**What is required:** Only these lines are needed: the first line of the entries below through the line with "use crate::errors::Error;", each returned exactly.

--------------------------------

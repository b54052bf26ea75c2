#[cfg(test)]
mod tests {
    use crate::address_book::{AddressCategory, AddressEntry, InMemoryAddressBook};
    use crate::config::ValueMachineConfig;
    use crate::errors::Error;
    use crate::events::{CollectingEventSink, Event};
    use crate::executor::TransactionExecutor;
    use crate::ledger::LedgerSnapshot;
    use crate::transactions::{Transaction, Transfer, TransferCategory};
    use chrono::{DateTime, TimeZone, Utc};
    use rust_decimal::Decimal;
    use rust_decimal_macros::dec;
    use std::sync::Arc;

    use TransferCategory::{Deposit, Expense, Income, Internal, SwapIn, SwapOut, Withdraw};

    const ALICE: &str = "0x1111111111111111111111111111111111111111";
    const BOB: &str = "0x2222222222222222222222222222222222222222";
    const UNISWAP: &str = "0x7a250d5630b4cf539739df2c5dacb4c659f2488d";
    const EMPLOYER: &str = "0x3333333333333333333333333333333333333333";
    const SHOP: &str = "0x4444444444444444444444444444444444444444";

    fn executor() -> TransactionExecutor {
        let book = InMemoryAddressBook::new(vec![
            AddressEntry::new(ALICE, AddressCategory::SelfOwned, "alice"),
            AddressEntry::new(BOB, AddressCategory::SelfOwned, "bob"),
            AddressEntry::new(UNISWAP, AddressCategory::Defi, "UniswapRouter"),
        ]);
        TransactionExecutor::new(Arc::new(book), Arc::new(ValueMachineConfig::default()))
    }

    fn day(d: u32) -> DateTime<Utc> {
        Utc.with_ymd_and_hms(2021, 3, d, 10, 0, 0).unwrap()
    }

    fn transfer(category: TransferCategory, asset: &str, quantity: Decimal, from: &str, to: &str, index: u32) -> Transfer {
        Transfer::new(category, asset, quantity, from, to).with_index(index)
    }

    fn funded(executor: &TransactionExecutor, asset: &str, quantity: Decimal) -> LedgerSnapshot {
        let income = Transaction::new(day(1), vec![transfer(Income, asset, quantity, EMPLOYER, ALICE, 0)]);
        executor.execute(&LedgerSnapshot::new(), &income).unwrap().0
    }

    fn chunk_quantities(snapshot: &LedgerSnapshot, account: &str, asset: &str) -> Vec<Decimal> {
        snapshot.accounts[account]
            .iter()
            .filter(|c| c.asset == asset)
            .map(|c| c.quantity)
            .collect()
    }

    fn transfer_categories(events: &[Event]) -> Vec<TransferCategory> {
        events
            .iter()
            .filter_map(|e| match e {
                Event::Transfer { category, .. } => Some(*category),
                _ => None,
            })
            .collect()
    }

    #[test]
    fn test_trade_with_shortfall_creates_debt_then_income_repays_it() {
        let executor = executor();
        let start = funded(&executor, "ETH", dec!(2.00));

        let trade = Transaction::new(
            day(2),
            vec![
                transfer(Expense, "ETH", dec!(0.1), ALICE, "Ethereum", 0).as_fee(),
                transfer(SwapOut, "ETH", dec!(3.0), ALICE, UNISWAP, 1),
                transfer(SwapIn, "UNI", dec!(50), UNISWAP, ALICE, 2),
            ],
        );
        let (after_trade, events) = executor.execute(&start, &trade).unwrap();

        match &events[0] {
            Event::Trade {
                account,
                outputs,
                inputs,
                new_balances,
                ..
            } => {
                assert_eq!(account, ALICE);
                assert_eq!(outputs["ETH"], dec!(3.0));
                assert_eq!(inputs["UNI"], dec!(50));
                assert_eq!(new_balances[ALICE]["ETH"], dec!(-1.0));
                assert_eq!(new_balances[ALICE]["UNI"], dec!(50));
            }
            other => panic!("Expected a trade, got {:?}", other),
        }
        assert!(transfer_categories(&events).is_empty(), "fees are not reported");
        assert_eq!(events.len(), 1, "fee to Ethereum is not a jurisdiction change");
        assert_eq!(chunk_quantities(&after_trade, ALICE, "ETH"), vec![dec!(-1.0), dec!(-0.1)]);
        assert_eq!(after_trade.balance(ALICE, "UNI"), dec!(50));
        assert_eq!(after_trade.last_updated, day(2));

        let payday = Transaction::new(day(3), vec![transfer(Income, "ETH", dec!(1.1), EMPLOYER, ALICE, 0)]);
        let (repaid, _) = executor.execute(&after_trade, &payday).unwrap();
        assert!(chunk_quantities(&repaid, ALICE, "ETH").is_empty());
        assert_eq!(repaid.balance(ALICE, "ETH"), Decimal::ZERO);
        assert!(repaid.validate().is_ok());
    }

    #[test]
    fn test_traded_chunks_point_at_what_was_spent() {
        let executor = executor();
        let start = funded(&executor, "ETH", dec!(1));
        let trade = Transaction::new(
            day(2),
            vec![
                transfer(SwapOut, "ETH", dec!(1), ALICE, UNISWAP, 0),
                transfer(SwapIn, "DAI", dec!(1500), UNISWAP, ALICE, 1),
            ],
        );
        let (after, events) = executor.execute(&start, &trade).unwrap();

        let spent = match &events[0] {
            Event::Trade { spent_chunks, .. } => spent_chunks.clone(),
            other => panic!("Expected a trade, got {:?}", other),
        };
        let dai = &after.accounts[ALICE][0];
        assert_eq!(dai.asset, "DAI");
        assert_eq!(dai.sources, spent);
        assert!(after.history.iter().any(|c| spent.contains(&c.index)));
    }

    #[test]
    fn test_refund_is_netted_out_of_trade() {
        let executor = executor();
        let start = funded(&executor, "ETH", dec!(1));
        let trade = Transaction::new(
            day(2),
            vec![
                transfer(SwapOut, "ETH", dec!(1), ALICE, UNISWAP, 0),
                transfer(SwapIn, "ETH", dec!(0.2), UNISWAP, ALICE, 1),
                transfer(SwapIn, "DAI", dec!(100), UNISWAP, ALICE, 2),
            ],
        );
        let (after, events) = executor.execute(&start, &trade).unwrap();
        assert_eq!(events.len(), 1);
        assert_eq!(after.balance(ALICE, "ETH"), dec!(0.2));
        assert_eq!(after.balance(ALICE, "DAI"), dec!(100));
        assert_eq!(events[0].description(), "Traded 0.8 ETH for 100.0 DAI");
    }

    #[test]
    fn test_expense_before_funding_income_is_retried() {
        let executor = executor();
        let tx = Transaction::new(
            day(2),
            vec![
                transfer(Expense, "DAI", dec!(10), ALICE, SHOP, 0),
                transfer(Income, "DAI", dec!(10), EMPLOYER, ALICE, 1),
            ],
        );
        let (after, events) = executor.execute(&LedgerSnapshot::new(), &tx).unwrap();

        assert_eq!(after.balance(ALICE, "DAI"), Decimal::ZERO);
        assert!(after.accounts[ALICE].iter().all(|c| !c.is_debt()));
        assert_eq!(transfer_categories(&events), vec![Income, Expense]);
    }

    #[test]
    fn test_deposit_bootstraps_exchange_account_and_changes_jurisdiction() {
        let executor = executor();
        let start = funded(&executor, "ETH", dec!(1));
        let tx = Transaction::new(
            day(2),
            vec![transfer(Deposit, "ETH", dec!(0.75), ALICE, "Coinbase-account", 0)],
        );
        let (after, events) = executor.execute(&start, &tx).unwrap();

        assert_eq!(after.balance("Coinbase-account", "ETH"), dec!(0.75));
        assert_eq!(after.balance(ALICE, "ETH"), dec!(0.25));
        assert_eq!(events.len(), 2);
        match &events[1] {
            Event::JurisdictionChange {
                old_jurisdiction,
                new_jurisdiction,
                moved_chunks,
                insecure_chunks,
                new_balances,
                ..
            } => {
                assert_eq!(old_jurisdiction, "Ethereum");
                assert_eq!(new_jurisdiction, "Coinbase");
                assert_eq!(moved_chunks.len(), 1);
                assert!(insecure_chunks.is_empty());
                assert_eq!(new_balances["Coinbase-account"]["ETH"], dec!(0.75));
            }
            other => panic!("Expected a jurisdiction change, got {:?}", other),
        }
        assert!(after.accounts["Coinbase-account"][0].unsecured);
    }

    #[test]
    fn test_income_and_expense_across_jurisdictions_are_reported() {
        let executor = executor();
        let start = funded(&executor, "ETH", dec!(1));
        let deposit = Transaction::new(
            day(2),
            vec![transfer(Deposit, "ETH", dec!(1), ALICE, "Coinbase-account", 0)],
        );
        let (opened, _) = executor.execute(&start, &deposit).unwrap();

        let income = Transaction::new(
            day(3),
            vec![transfer(Income, "ETH", dec!(2), EMPLOYER, "Coinbase-account", 0)],
        );
        let (earned, events) = executor.execute(&opened, &income).unwrap();
        assert_eq!(earned.balance("Coinbase-account", "ETH"), dec!(3));
        assert_eq!(events.len(), 2);
        match &events[1] {
            Event::JurisdictionChange {
                old_jurisdiction,
                new_jurisdiction,
                ..
            } => {
                assert_eq!(old_jurisdiction, "Ethereum");
                assert_eq!(new_jurisdiction, "Coinbase");
            }
            other => panic!("Expected a jurisdiction change, got {:?}", other),
        }

        let expense = Transaction::new(
            day(4),
            vec![transfer(Expense, "ETH", dec!(0.5), "Coinbase-account", SHOP, 0)],
        );
        let (after, events) = executor.execute(&earned, &expense).unwrap();
        assert_eq!(after.balance("Coinbase-account", "ETH"), dec!(2.5));
        let changes: Vec<(String, String)> = events
            .iter()
            .filter_map(|e| match e {
                Event::JurisdictionChange {
                    old_jurisdiction,
                    new_jurisdiction,
                    ..
                } => Some((old_jurisdiction.clone(), new_jurisdiction.clone())),
                _ => None,
            })
            .collect();
        assert_eq!(changes, vec![("Coinbase".to_string(), "Ethereum".to_string())]);
    }

    #[test]
    fn test_self_transfers_conserve_balances() {
        let executor = executor();
        let start = funded(&executor, "ETH", dec!(5));
        let total_before: Decimal = [ALICE, BOB].iter().map(|a| start.balance(a, "ETH")).sum();

        let tx = Transaction::new(
            day(2),
            vec![
                transfer(TransferCategory::Transfer, "ETH", dec!(2), ALICE, BOB, 0),
                transfer(TransferCategory::Transfer, "ETH", dec!(0.5), BOB, ALICE, 1),
            ],
        );
        let (after, events) = executor.execute(&start, &tx).unwrap();
        let total_after: Decimal = [ALICE, BOB].iter().map(|a| after.balance(a, "ETH")).sum();

        assert_eq!(total_before, total_after);
        assert_eq!(after.balance(BOB, "ETH"), dec!(1.5));
        assert!(events.iter().all(|e| e.event_type() == "Transfer"));
    }

    #[test]
    fn test_internal_transfer_between_addresses_is_silent() {
        let executor = executor();
        let start = funded(&executor, "ETH", dec!(1));
        let tx = Transaction::new(day(2), vec![transfer(Internal, "ETH", dec!(1), ALICE, BOB, 0)]);
        let (after, events) = executor.execute(&start, &tx).unwrap();
        assert!(events.is_empty());
        assert_eq!(after.balance(BOB, "ETH"), dec!(1));
    }

    #[test]
    fn test_unsupported_trade_falls_back_to_plain_transfers() {
        let executor = executor();
        let mut start = funded(&executor, "ETH", dec!(1));
        let more = Transaction::new(day(1), vec![transfer(Income, "DAI", dec!(10), EMPLOYER, ALICE, 0)]);
        start = executor.execute(&start, &more).unwrap().0;

        let tx = Transaction::new(
            day(2),
            vec![
                transfer(SwapOut, "ETH", dec!(1), ALICE, UNISWAP, 0),
                transfer(SwapOut, "DAI", dec!(10), ALICE, UNISWAP, 1),
                transfer(SwapIn, "MKR", dec!(1), UNISWAP, ALICE, 2),
                transfer(SwapIn, "UNI", dec!(3), UNISWAP, ALICE, 3),
            ],
        );
        let (after, events) = executor.execute(&start, &tx).unwrap();
        assert!(events.iter().all(|e| e.event_type() == "Transfer"));
        assert_eq!(transfer_categories(&events), vec![SwapOut, SwapOut, SwapIn, SwapIn]);
        assert_eq!(after.balance(ALICE, "ETH"), Decimal::ZERO);
        assert_eq!(after.balance(ALICE, "MKR"), dec!(1));
        assert_eq!(after.balance(ALICE, "UNI"), dec!(3));
    }

    #[test]
    fn test_unmatched_swap_is_a_plain_transfer() {
        let executor = executor();
        let tx = Transaction::new(day(2), vec![transfer(SwapIn, "UNI", dec!(3), UNISWAP, ALICE, 0)]);
        let (after, events) = executor.execute(&LedgerSnapshot::new(), &tx).unwrap();
        assert_eq!(after.balance(ALICE, "UNI"), dec!(3));
        assert_eq!(transfer_categories(&events), vec![SwapIn]);
    }

    #[test]
    fn test_opaque_interest_is_reported_as_income() {
        let executor = executor();
        let dsr = format!("Maker-DSR-{}", ALICE);
        let start = funded(&executor, "DAI", dec!(100));

        let deposit = Transaction::new(day(2), vec![transfer(Deposit, "DAI", dec!(100), ALICE, &dsr, 0)]);
        let (saving, _) = executor.execute(&start, &deposit).unwrap();

        let withdraw = Transaction::new(day(20), vec![transfer(Withdraw, "DAI", dec!(101), &dsr, ALICE, 0)]);
        let (after, events) = executor.execute(&saving, &withdraw).unwrap();

        assert_eq!(after.balance(ALICE, "DAI"), dec!(101));
        assert_eq!(after.balance(&dsr, "DAI"), Decimal::ZERO);
        assert_eq!(transfer_categories(&events), vec![Income, Withdraw]);
    }

    #[test]
    fn test_negative_quantity_is_rejected() {
        let executor = executor();
        let start = funded(&executor, "ETH", dec!(1));
        let tx = Transaction::new(day(2), vec![transfer(TransferCategory::Transfer, "ETH", dec!(-1), ALICE, BOB, 0)]);
        let result = executor.execute(&start, &tx);
        assert!(matches!(result, Err(Error::Validation(_))));
        assert_eq!(start.balance(ALICE, "ETH"), dec!(1));
    }

    #[test]
    fn test_event_sink_receives_events() {
        let sink = Arc::new(CollectingEventSink::new());
        let executor = executor().with_event_sink(sink.clone());
        let tx = Transaction::new(day(1), vec![transfer(Income, "ETH", dec!(1), EMPLOYER, ALICE, 0)]);
        let (_, events) = executor.execute(&LedgerSnapshot::new(), &tx).unwrap();
        assert_eq!(sink.events(), events);
        assert_eq!(events[0].description(), "Income of 1.0 ETH to alice");
    }
}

--------------------------------

**Reply:**
repository b54052bf26ea75c2
#[cfg(test)]
mod tests {
    use crate::address_book::{AddressCategory, AddressEntry, InMemoryAddressBook};
    use crate::config::ValueMachineConfig;
    use crate::errors::Error;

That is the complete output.